- _Exercise material_:

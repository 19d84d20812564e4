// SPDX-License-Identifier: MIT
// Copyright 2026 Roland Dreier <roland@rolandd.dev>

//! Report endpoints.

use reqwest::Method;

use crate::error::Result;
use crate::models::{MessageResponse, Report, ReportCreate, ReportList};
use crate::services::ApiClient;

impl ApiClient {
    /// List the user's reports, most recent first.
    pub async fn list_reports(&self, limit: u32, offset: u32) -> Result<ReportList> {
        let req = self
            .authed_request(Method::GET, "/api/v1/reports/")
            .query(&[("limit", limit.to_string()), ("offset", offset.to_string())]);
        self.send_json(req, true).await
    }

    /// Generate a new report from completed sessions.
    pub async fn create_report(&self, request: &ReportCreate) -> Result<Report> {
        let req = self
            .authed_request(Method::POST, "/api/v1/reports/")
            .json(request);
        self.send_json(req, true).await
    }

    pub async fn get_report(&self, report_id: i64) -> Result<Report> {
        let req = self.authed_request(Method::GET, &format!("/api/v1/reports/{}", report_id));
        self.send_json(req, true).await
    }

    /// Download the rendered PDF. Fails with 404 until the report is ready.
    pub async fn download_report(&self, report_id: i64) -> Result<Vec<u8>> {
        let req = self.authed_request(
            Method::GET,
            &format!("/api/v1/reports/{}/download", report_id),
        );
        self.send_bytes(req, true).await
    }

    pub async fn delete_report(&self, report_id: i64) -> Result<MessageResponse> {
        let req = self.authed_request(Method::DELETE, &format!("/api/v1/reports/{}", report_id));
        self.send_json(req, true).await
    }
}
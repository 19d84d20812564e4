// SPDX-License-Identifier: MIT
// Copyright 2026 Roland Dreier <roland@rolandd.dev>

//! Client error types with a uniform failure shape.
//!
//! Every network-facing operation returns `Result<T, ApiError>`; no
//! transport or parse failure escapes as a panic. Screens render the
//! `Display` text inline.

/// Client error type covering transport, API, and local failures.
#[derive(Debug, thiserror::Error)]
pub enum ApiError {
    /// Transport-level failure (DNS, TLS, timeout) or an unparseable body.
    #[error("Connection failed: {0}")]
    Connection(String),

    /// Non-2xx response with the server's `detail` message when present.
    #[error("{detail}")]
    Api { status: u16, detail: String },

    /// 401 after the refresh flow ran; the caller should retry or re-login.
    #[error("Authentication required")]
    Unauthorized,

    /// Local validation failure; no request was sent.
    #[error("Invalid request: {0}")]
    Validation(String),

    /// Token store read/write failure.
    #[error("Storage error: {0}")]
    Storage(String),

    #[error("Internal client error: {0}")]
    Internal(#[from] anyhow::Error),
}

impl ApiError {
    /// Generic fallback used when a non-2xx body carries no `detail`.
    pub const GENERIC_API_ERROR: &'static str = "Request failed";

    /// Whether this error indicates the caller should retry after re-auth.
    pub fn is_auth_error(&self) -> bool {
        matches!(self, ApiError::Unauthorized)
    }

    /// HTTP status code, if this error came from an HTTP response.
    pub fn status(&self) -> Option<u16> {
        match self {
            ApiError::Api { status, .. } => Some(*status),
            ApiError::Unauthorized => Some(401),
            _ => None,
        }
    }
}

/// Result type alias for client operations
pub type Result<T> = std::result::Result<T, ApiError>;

--

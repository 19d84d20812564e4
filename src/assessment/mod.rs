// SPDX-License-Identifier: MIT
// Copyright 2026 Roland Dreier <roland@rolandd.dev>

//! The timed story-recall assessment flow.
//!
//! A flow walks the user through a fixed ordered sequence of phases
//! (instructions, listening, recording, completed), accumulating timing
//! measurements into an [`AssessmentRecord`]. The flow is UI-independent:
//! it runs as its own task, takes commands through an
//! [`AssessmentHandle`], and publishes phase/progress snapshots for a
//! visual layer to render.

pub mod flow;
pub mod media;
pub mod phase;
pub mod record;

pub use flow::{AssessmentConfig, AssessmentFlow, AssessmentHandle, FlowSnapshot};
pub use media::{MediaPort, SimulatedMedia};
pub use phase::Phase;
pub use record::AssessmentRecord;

- _Work request_:
In the records above, find the line with "pub mod phase;"; write out exactly that line and each one after it, stopping after the line with "pub use record::AssessmentRecord;".

- _Result of this task_:
pub mod phase;
pub mod record;

pub use flow::{AssessmentConfig, AssessmentFlow, AssessmentHandle, FlowSnapshot};
pub use media::{MediaPort, SimulatedMedia};
pub use phase::Phase;
pub use record::AssessmentRecord;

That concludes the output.